# Stored items:

⟨

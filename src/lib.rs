//! # Topology Compiler
//!
//! Compiles a declarative description of infrastructure — reusable
//! `Device` templates, their internal wiring, and named `Instance`
//! replications wired together at the `Infrastructure` level — into a
//! validated, queryable, annotatable undirected graph.
//!
//! See [`model`] for the document types, [`compiler`] for the compilation
//! pipeline, [`graph`] for the compiled graph and its query engine, and
//! [`service`] for the stateful façade most callers should reach for first.

#![warn(missing_docs)]
#![warn(clippy::all)]

pub mod compiler;
pub mod error;
pub mod graph;
pub mod io;
pub mod model;
pub mod service;

pub use error::{SliceError, TopologyError};
pub use model::{
    Annotation, Component, ComponentKind, Device, DeviceEdge, DeviceEndpoint, Infrastructure,
    InfrastructureEdge, InfrastructureEndpoint, Instance, Link, LinkPhysical, Scheme,
};

pub use compiler::compile;
pub use graph::query::{Filter, FilterOp, Match};
pub use graph::{AttributeValue, CompiledGraph, EdgeDatum, NodeDatum, NodeLinkGraph};
pub use io::Codec;
#[cfg(feature = "json")]
pub use io::JsonCodec;
pub use service::TopologyService;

⟩

# Required work:
Beginning with the opening line above, retype the records exactly through the line with "reach for first.", both ends included.

# Response for this exercise:
filename src/lib.rs
//! # Topology Compiler
//!
//! Compiles a declarative description of infrastructure — reusable
//! `Device` templates, their internal wiring, and named `Instance`
//! replications wired together at the `Infrastructure` level — into a
//! validated, queryable, annotatable undirected graph.
//!
//! See [`model`] for the document types, [`compiler`] for the compilation
//! pipeline, [`graph`] for the compiled graph and its query engine, and
//! [`service`] for the stateful façade most callers should reach for first.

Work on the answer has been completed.